At the members meeting to elect Readers my name appeared on the list of nominees, so I had to decide whether or not to leave my name up. Two thoughts came to me at that moment. First, God’s encouragement of Moses when Moses felt totally inadequate to lead the Israelites out of Egypt: “I will be with thy mouth, and teach thee what thou shalt say” (Ex. 4:12). Second, Jesus’ despair on the Mount of Olives when he felt he could cope no further: “Father, if thou be willing, remove this cup from me: nevertheless not my will, but thine, be done” (Luke 22:42). I realized that I was being blinded by a false claim about myself, and I simply had to let go of all fear.

Trusting the power of God’s expression, I let my name stand. Because I had always avoided words that were difficult for me in conversation, my fellow members were not fully aware of my speech issue and they elected me as First Reader. I stood and said a few words of thanks and sat down. Afterward, a friend of mine who worked with people with speech disabilities, said that she had been aware of my lisp but while I was speaking to the members that evening it was not apparent. The next day I rushed into the therapist's office and asked him to put me on the recorder. We both listened. The lisp was no longer there!

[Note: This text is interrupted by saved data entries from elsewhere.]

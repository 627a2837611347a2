//! External solver invocation and report parsing.
//!
//! The solver is run as a blocking subprocess against one candidate deck. It
//! writes an `.f06` report next to the deck as a side effect; the predicted
//! modal frequencies are the second column of the first eigen-analysis table
//! in that report.

use std::fs;
use std::path::{Path, PathBuf};
use std::process::Command;

use ndarray::Array1;

use crate::error::{IdentError, Result};

/// Marker line that opens the eigen-analysis results table.
const TABLE_MARKER: &str = "MODAL EFFECTIVE MASS FRACTION";
/// Header rows between the marker and the first data row.
const HEADER_LINES: usize = 5;

/// Computes a candidate's predicted modal frequencies.
///
/// The real implementation shells out to the FEA solver; tests inject fakes
/// so the engine's logic runs without any external process.
pub trait SolverAdapter: Send + Sync {
    /// Runs the solver to completion on `artifact` and returns the predicted
    /// frequencies in report order.
    fn evaluate(&self, artifact: &Path) -> Result<Array1<f64>>;
}

/// Invokes a Nastran executable and parses its `.f06` report.
#[derive(Debug, Clone)]
pub struct NastranSolver {
    executable: PathBuf,
    /// Cap on the number of eigenmodes read from the report, if any.
    eigenmodes: Option<usize>,
}

impl NastranSolver {
    /// Creates an adapter for the given solver executable, reading every mode
    /// the report contains.
    pub fn new(executable: impl Into<PathBuf>) -> Self {
        Self {
            executable: executable.into(),
            eigenmodes: None,
        }
    }

    /// Limits extraction to the first `count` eigenmodes.
    pub fn with_eigenmodes(mut self, count: usize) -> Self {
        self.eigenmodes = Some(count);
        self
    }

    fn exec_error(&self, artifact: &Path, reason: impl ToString) -> IdentError {
        IdentError::SolverExecution {
            artifact: artifact.to_path_buf(),
            reason: reason.to_string(),
        }
    }
}

impl SolverAdapter for NastranSolver {
    fn evaluate(&self, artifact: &Path) -> Result<Array1<f64>> {
        let out_dir = artifact.parent().unwrap_or_else(|| Path::new("."));
        let output = Command::new(&self.executable)
            .arg(artifact)
            .arg(format!("out={}", out_dir.display()))
            .arg("old=No")
            .output()
            .map_err(|e| self.exec_error(artifact, e))?;
        if !output.status.success() {
            return Err(self.exec_error(artifact, format!("solver exited with {}", output.status)));
        }

        let report = artifact.with_extension("f06");
        let body = fs::read_to_string(&report)
            .map_err(|_| self.exec_error(artifact, "solver produced no report"))?;

        let mut freqs = parse_frequency_table(&body).map_err(|reason| IdentError::ResultParse {
            report: report.clone(),
            reason,
        })?;
        if let Some(n) = self.eigenmodes {
            freqs.truncate(n);
        }
        Ok(Array1::from_vec(freqs))
    }
}

/// Extracts the frequency column from the first eigen-analysis table.
///
/// Skips a fixed-size header region after the marker line, then reads the
/// second column of each row until a blank-line terminator.
pub(crate) fn parse_frequency_table(body: &str) -> std::result::Result<Vec<f64>, String> {
    let mut lines = body.lines();
    if !lines.by_ref().any(|l| l.contains(TABLE_MARKER)) {
        return Err(format!("no '{}' table in report", TABLE_MARKER));
    }
    let mut lines = lines.skip(HEADER_LINES);

    let mut frequencies = Vec::new();
    for line in lines.by_ref() {
        if line.trim().is_empty() {
            break;
        }
        let value = line
            .split_whitespace()
            .nth(1)
            .ok_or_else(|| format!("malformed table row: {:?}", line))?;
        let freq: f64 = value
            .parse()
            .map_err(|_| format!("malformed frequency value: {:?}", value))?;
        frequencies.push(freq);
    }
    Ok(frequencies)
}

At the moment that I recognized myself as a spiritual reflection of God, who was always there to strengthen me, I was instantaneously healed of a life-long physical condition that had not been cured even after a year of therapy. It was like being let out of prison. Science and Health beautifully summarizes what I had gone through: “Simply asking that we may love God will never make us love Him; but the longing to be better and holier, expressed in daily watchfulness and in striving to assimilate more of the divine character, will mould and fashion us anew, until we awake in His likeness” (p. 4). A life-long accumulation of self-consciousness had blinded me to my divine character. I awoke, and was formed anew.

I had proved for myself that through an understanding of the divine laws of life we are irresistibly drawn back to Spirit’s original perfection. We might call that a healing; but it’s also the demonstration—or discovery—of what has always been true about us, because it’s true about the Spirit we reflect. We uncover our original perfection as yet another of God’s masterpieces!